Ateşkesin bitimine saatler kaldı: QSD BM denetimi, Türkiye gözlem noktası istiyor

Ateşkes süresinin bitimine saatler kaldı. QSD bölgedeki tüm gücünü çekerken, Türkiye paramiliter gücü olan “SMO” unsurlarını bölgeye sevk ediyor.
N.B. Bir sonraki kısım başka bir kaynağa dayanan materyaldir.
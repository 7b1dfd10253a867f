//! Event Dispatcher
//!
//! Fans out terminal bytes and metrics snapshots to subscribers. A subscriber
//! registers for one key (a session id or connection id) or for every key,
//! and receives events on an unbounded channel so delivery never blocks the
//! producing channel. Receivers that were dropped are pruned on the next emit.

use std::sync::atomic::{AtomicU64, Ordering};
use std::sync::Arc;

use parking_lot::{Mutex, RwLock};
use serde::Serialize;
use tokio::sync::mpsc;
use tracing::{debug, trace};

use crate::metrics::MetricsSnapshot;

#[derive(Debug, Clone, PartialEq, Serialize)]
#[serde(tag = "type", rename_all = "camelCase")]
pub enum TerminalEvent {
    #[serde(rename_all = "camelCase")]
    Data { session_id: String, data: Vec<u8> },
    /// The stream for this session has ended
    #[serde(rename_all = "camelCase")]
    Closed {
        session_id: String,
        reason: Option<String>,
    },
}

impl TerminalEvent {
    pub fn session_id(&self) -> &str {
        match self {
            TerminalEvent::Data { session_id, .. } | TerminalEvent::Closed { session_id, .. } => {
                session_id
            }
        }
    }
}

#[derive(Debug, Clone, PartialEq, Serialize)]
#[serde(rename_all = "camelCase")]
pub struct MetricsUpdate {
    pub connection_id: String,
    pub snapshot: MetricsSnapshot,
}

#[derive(Debug, Clone, Copy, PartialEq, Eq, Hash)]
pub struct SubscriptionId(u64);

struct Subscriber<E> {
    id: SubscriptionId,
    /// `None` receives every key
    key: Option<String>,
    tx: mpsc::UnboundedSender<E>,
}

struct Topic<E> {
    subscribers: RwLock<Vec<Subscriber<E>>>,
}

impl<E: Clone> Topic<E> {
    fn new() -> Self {
        Self {
            subscribers: RwLock::new(Vec::new()),
        }
    }

    fn subscribe(&self, id: SubscriptionId, key: Option<String>) -> mpsc::UnboundedReceiver<E> {
        let (tx, rx) = mpsc::unbounded_channel();
        self.subscribers.write().push(Subscriber { id, key, tx });
        rx
    }

    fn unsubscribe(&self, id: SubscriptionId) -> bool {
        let mut subscribers = self.subscribers.write();
        let before = subscribers.len();
        subscribers.retain(|s| s.id != id);
        subscribers.len() != before
    }

    fn emit(&self, key: &str, event: E) {
        let mut dead = Vec::new();
        {
            let subscribers = self.subscribers.read();
            for sub in subscribers.iter() {
                if sub.key.as_deref().map_or(true, |k| k == key)
                    && sub.tx.send(event.clone()).is_err()
                {
                    dead.push(sub.id);
                }
            }
        }
        if !dead.is_empty() {
            trace!("Pruning {} dropped subscribers", dead.len());
            self.subscribers.write().retain(|s| !dead.contains(&s.id));
        }
    }

    fn len(&self) -> usize {
        self.subscribers.read().len()
    }
}

pub struct EventDispatcher {
    terminal: Topic<TerminalEvent>,
    metrics: Topic<MetricsUpdate>,
    next_id: AtomicU64,
}

impl Default for EventDispatcher {
    fn default() -> Self {
        Self::new()
    }
}

impl EventDispatcher {
    pub fn new() -> Self {
        Self {
            terminal: Topic::new(),
            metrics: Topic::new(),
            next_id: AtomicU64::new(1),
        }
    }

    fn next_id(&self) -> SubscriptionId {
        SubscriptionId(self.next_id.fetch_add(1, Ordering::Relaxed))
    }

    /// Terminal events for one session, or all sessions with `None`
    pub fn subscribe_terminal(
        &self,
        session_id: Option<&str>,
    ) -> (SubscriptionId, mpsc::UnboundedReceiver<TerminalEvent>) {
        let id = self.next_id();
        let rx = self.terminal.subscribe(id, session_id.map(str::to_string));
        debug!("Terminal subscriber {:?} registered for {:?}", id, session_id);
        (id, rx)
    }

    /// Metrics updates for one connection, or all connections with `None`
    pub fn subscribe_metrics(
        &self,
        connection_id: Option<&str>,
    ) -> (SubscriptionId, mpsc::UnboundedReceiver<MetricsUpdate>) {
        let id = self.next_id();
        let rx = self.metrics.subscribe(id, connection_id.map(str::to_string));
        debug!("Metrics subscriber {:?} registered for {:?}", id, connection_id);
        (id, rx)
    }

    pub fn unsubscribe(&self, id: SubscriptionId) {
        if !self.terminal.unsubscribe(id) {
            self.metrics.unsubscribe(id);
        }
    }

    pub fn subscriber_count(&self) -> usize {
        self.terminal.len() + self.metrics.len()
    }

    pub(crate) fn emit_metrics(&self, connection_id: &str, snapshot: MetricsSnapshot) {
        self.metrics.emit(
            connection_id,
            MetricsUpdate {
                connection_id: connection_id.to_string(),
                snapshot,
            },
        );
    }

    fn emit_terminal(&self, event: TerminalEvent) {
        let key = event.session_id().to_string();
        self.terminal.emit(&key, event);
    }

    /// Output stream for one terminal session
    pub(crate) fn terminal_stream(self: &Arc<Self>, session_id: &str) -> TerminalStream {
        TerminalStream {
            session_id: session_id.to_string(),
            dispatcher: self.clone(),
            open: Mutex::new(true),
        }
    }
}

/// Per-session emitter. After `close` nothing more is emitted for the session.
pub struct TerminalStream {
    session_id: String,
    dispatcher: Arc<EventDispatcher>,
    open: Mutex<bool>,
}

impl TerminalStream {
    /// Returns false once the stream is closed
    pub fn data(&self, data: Vec<u8>) -> bool {
        let open = self.open.lock();
        if !*open {
            return false;
        }
        self.dispatcher.emit_terminal(TerminalEvent::Data {
            session_id: self.session_id.clone(),
            data,
        });
        true
    }

    /// Emit the final `Closed` event. Idempotent.
    pub fn close(&self, reason: Option<String>) {
        let mut open = self.open.lock();
        if !*open {
            return;
        }
        *open = false;
        self.dispatcher.emit_terminal(TerminalEvent::Closed {
            session_id: self.session_id.clone(),
            reason,
        });
    }

    pub fn is_open(&self) -> bool {
        *self.open.lock()
    }
}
Anlaşmanın görünmeyen tarafı QSD, "Silahsız, askersiz, BM denetiminde bölge" derken, Türkiye 13 askeri gözlem noktası istiyor.

  • Haber
  • |
  • Güncel
  • |
  • 22 Ekim 2019
  • 14:32

Türkiye, Kuzey ve Doğu Suriye’ye dönük başlattığı saldırıyı, bugün saat 22.00’de sona erecek olan ateşkese rağmen ihlal ediyor. 10’uncu günün sonunda Amerika Birleşik Devletleri (ABD) ile Türkiye arasında varılan ateşkese Suriye Demokratik Güçleri (QSD) Serêkaniyê kent merkezinde çekilerek uyarken, TSK ve paramiliter güçleri “SMO”, 4 gündür Urfa merkezinden Ceylanpınar ve Akçakale sınırına yoğunca askeri sevkiyat yapılıyor.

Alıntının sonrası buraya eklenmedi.